Burton’s key points to his plan are to provide the facilities, the quality of life and operations in support of the tenant unit’s mission.
"I think one of the big things you’ll see in 2017 is the Marine Corps’ infrastructure reset campaign. It’s going to be significant here on New River," said Burton. "There are four different lines of effort associated with that campaign. The one that is the most visible to most Marines is the demolition."
The Marine Corps is aiming to use all excess capacity in its facilities by bringing in sections from other buildings and reducing the amount of extra space. The extra space uses valuable resources that could be used elsewhere.
"On New River we have about 30 projects this year that are scheduled for demolition," said Burton. "Based on the fact we’re already four months into the fiscal year, you look at eight months remaining in the fiscal year, we’re probably doing four projects a month or one a week from now until the end of the fiscal year."
With all the demolition and the barracks filling up, how will personnel fit? Part of the infrastructure reset is to build new facilities.
"We’re looking at building a new barracks building to replace the two barracks that have been condemned for the structural issues. In ’17 what you’ll see in respect to that is (us) going forward with the project to get the new barracks funded and built," said Burton. "The other piece is you’ll likely see buildings AS4020 and AS4025 come down this year."
Resources are the biggest concern for this year until any new budgets are signed. With the new presidential leadership, anything can change making it hard to count on resources that may not be there.
"It’s challenging to plan when there’s this much uncertainty in the resources. Whether a budget is going to get signed or not… that drives a lot of what we do because you can’t start new projects without a budget," said Burton.
The final focus is to get back to the aspects of being an expeditionary Marine and conducting the training to be a better expeditionary force Burton says.

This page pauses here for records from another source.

//! Adapters from the two source documents into the canonical [`Roster`].

use serde_json::Value as JsonValue;

use crate::core_api::{CoreError, CoreErrorCode};
use crate::roster::{
    Category, Characteristic, Cost, CostLimit, Force, Profile, Roster, Rule, Selection,
    SelectionKind, SelectionSource, quantity_from_f64,
};
use crate::xml::{ROOT_ELEMENT, XmlNode};

const UTF8_BOM: &[u8] = b"\xEF\xBB\xBF";

/// A parsed source document, before schema unification.
#[derive(Debug, Clone, PartialEq)]
pub enum SourceDocument {
    Xml(XmlNode),
    Json(JsonValue),
}

impl SourceDocument {
    pub fn into_roster(self) -> Result<Roster, CoreError> {
        match self {
            Self::Xml(node) => roster_from_xml(&node),
            Self::Json(value) => roster_from_json(value),
        }
    }
}

/// Parses JSON export bytes, keeping the parser's line/column on failure.
pub fn parse_json_document(bytes: &[u8]) -> Result<JsonValue, CoreError> {
    let bytes = bytes.strip_prefix(UTF8_BOM).unwrap_or(bytes);
    serde_json::from_slice(bytes).map_err(|e| {
        let err = CoreError::new(CoreErrorCode::JsonSyntax, format!("invalid JSON: {e}"));
        if e.line() > 0 {
            err.at(e.line(), e.column())
        } else {
            err
        }
    })
}

pub fn roster_from_json(document: JsonValue) -> Result<Roster, CoreError> {
    let JsonValue::Object(mut top) = document else {
        return Err(CoreError::new(
            CoreErrorCode::InvalidRoster,
            "JSON export must be an object with a `roster` member",
        ));
    };
    let roster = top.remove(ROOT_ELEMENT).ok_or_else(|| {
        CoreError::new(
            CoreErrorCode::InvalidRoster,
            "JSON export has no `roster` member",
        )
    })?;
    if !roster.is_object() {
        return Err(CoreError::new(
            CoreErrorCode::InvalidRoster,
            "JSON `roster` member is not an object",
        ));
    }

    serde_json::from_value(roster).map_err(|e| {
        CoreError::new(
            CoreErrorCode::InvalidRoster,
            format!("JSON roster does not match the roster schema: {e}"),
        )
    })
}

pub fn roster_from_xml(node: &XmlNode) -> Result<Roster, CoreError> {
    if node.name != ROOT_ELEMENT {
        return Err(CoreError::new(
            CoreErrorCode::InvalidRoster,
            format!(
                "expected <{ROOT_ELEMENT}> element, found <{}>",
                node.name
            ),
        ));
    }

    Ok(Roster {
        id: text_attr(node, "id"),
        name: text_attr(node, "name"),
        battle_scribe_version: text_attr(node, "battleScribeVersion"),
        generated_by: text_attr(node, "generatedBy"),
        game_system_id: text_attr(node, "gameSystemId"),
        game_system_name: text_attr(node, "gameSystemName"),
        game_system_revision: text_attr(node, "gameSystemRevision"),
        costs: costs_from_xml(node)?,
        cost_limits: node
            .collection("costLimits", "costLimit")
            .iter()
            .map(|limit| -> Result<CostLimit, CoreError> {
                Ok(CostLimit {
                    name: text_attr(limit, "name"),
                    type_id: text_attr(limit, "typeId"),
                    value: decimal_attr(limit, "value")?,
                })
            })
            .collect::<Result<_, _>>()?,
        forces: node
            .collection("forces", "force")
            .iter()
            .map(force_from_xml)
            .collect::<Result<_, _>>()?,
    })
}

fn force_from_xml(node: &XmlNode) -> Result<Force, CoreError> {
    Ok(Force {
        id: text_attr(node, "id"),
        name: text_attr(node, "name"),
        entry_id: text_attr(node, "entryId"),
        catalogue_id: text_attr(node, "catalogueId"),
        catalogue_revision: text_attr(node, "catalogueRevision"),
        catalogue_name: text_attr(node, "catalogueName"),
        selections: node
            .collection("selections", "selection")
            .iter()
            .map(selection_from_xml)
            .collect::<Result<_, _>>()?,
        forces: node
            .collection("forces", "force")
            .iter()
            .map(force_from_xml)
            .collect::<Result<_, _>>()?,
        categories: categories_from_xml(node),
        costs: costs_from_xml(node)?,
        rules: rules_from_xml(node),
    })
}

fn selection_from_xml(node: &XmlNode) -> Result<Selection, CoreError> {
    Ok(Selection {
        id: text_attr(node, "id"),
        name: text_attr(node, "name"),
        entry_id: text_attr(node, "entryId"),
        entry_group_id: text_attr(node, "entryGroupId"),
        number: count_attr(node, "number")?,
        kind: node
            .attr("type")
            .map(SelectionKind::from_raw)
            .unwrap_or_default(),
        from: node
            .attr("from")
            .map(SelectionSource::from_raw)
            .unwrap_or_default(),
        selections: node
            .collection("selections", "selection")
            .iter()
            .map(selection_from_xml)
            .collect::<Result<_, _>>()?,
        categories: categories_from_xml(node),
        costs: costs_from_xml(node)?,
        profiles: profiles_from_xml(node),
        rules: rules_from_xml(node),
    })
}

fn costs_from_xml(node: &XmlNode) -> Result<Vec<Cost>, CoreError> {
    node.collection("costs", "cost")
        .iter()
        .map(|cost| -> Result<Cost, CoreError> {
            Ok(Cost {
                name: text_attr(cost, "name"),
                type_id: text_attr(cost, "typeId"),
                value: decimal_attr(cost, "value")?,
            })
        })
        .collect()
}

fn categories_from_xml(node: &XmlNode) -> Vec<Category> {
    node.collection("categories", "category")
        .iter()
        .map(|category| Category {
            id: text_attr(category, "id"),
            entry_id: text_attr(category, "entryId"),
            name: text_attr(category, "name"),
            primary: flag_attr(category, "primary"),
        })
        .collect()
}

fn profiles_from_xml(node: &XmlNode) -> Vec<Profile> {
    node.collection("profiles", "profile")
        .iter()
        .map(|profile| Profile {
            id: text_attr(profile, "id"),
            name: text_attr(profile, "name"),
            type_id: text_attr(profile, "typeId"),
            type_name: text_attr(profile, "typeName"),
            hidden: flag_attr(profile, "hidden"),
            characteristics: profile
                .collection("characteristics", "characteristic")
                .iter()
                .map(|characteristic| Characteristic {
                    name: text_attr(characteristic, "name"),
                    type_id: text_attr(characteristic, "typeId"),
                    value: characteristic.text().unwrap_or_default().to_string(),
                })
                .collect(),
        })
        .collect()
}

fn rules_from_xml(node: &XmlNode) -> Vec<Rule> {
    node.collection("rules", "rule")
        .iter()
        .map(|rule| Rule {
            id: text_attr(rule, "id"),
            name: text_attr(rule, "name"),
            hidden: flag_attr(rule, "hidden"),
            description: rule
                .child("description")
                .and_then(XmlNode::text)
                .unwrap_or_default()
                .to_string(),
        })
        .collect()
}

fn text_attr(node: &XmlNode, name: &str) -> String {
    node.attr(name).unwrap_or_default().to_string()
}

fn flag_attr(node: &XmlNode, name: &str) -> bool {
    node.attr(name) == Some("true")
}

fn decimal_attr(node: &XmlNode, field: &str) -> Result<f64, CoreError> {
    let Some(raw) = node.attr(field) else {
        return Ok(0.0);
    };
    match raw.trim().parse::<f64>() {
        Ok(value) if value.is_finite() => Ok(value),
        _ => Err(malformed_number(node, field, raw)),
    }
}

fn count_attr(node: &XmlNode, field: &str) -> Result<u32, CoreError> {
    let Some(raw) = node.attr(field) else {
        return Ok(0);
    };
    let trimmed = raw.trim();
    if let Ok(value) = trimmed.parse::<u32>() {
        return Ok(value);
    }
    trimmed
        .parse::<f64>()
        .ok()
        .and_then(quantity_from_f64)
        .ok_or_else(|| malformed_number(node, field, raw))
}

fn malformed_number(node: &XmlNode, field: &str, raw: &str) -> CoreError {
    let owner = node
        .attr("name")
        .map(|name| format!("<{} name={name:?}>", node.name))
        .unwrap_or_else(|| format!("<{}>", node.name));
    CoreError::new(
        CoreErrorCode::MalformedNumber,
        format!("attribute `{field}` on {owner} is not a number: {raw:?}"),
    )
}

"We’re getting back to doing what it is that Marines do and that is being expeditionary and really focusing in on those core elements of what we do," said Burton. "From a station perspective, the resourcing challenges force us to be brilliant in the basics. That’s good because it forces us to weed out some of the ancillary things we’ve taken on and gets us back into our core mission, enabling these tenant commands to fly and train."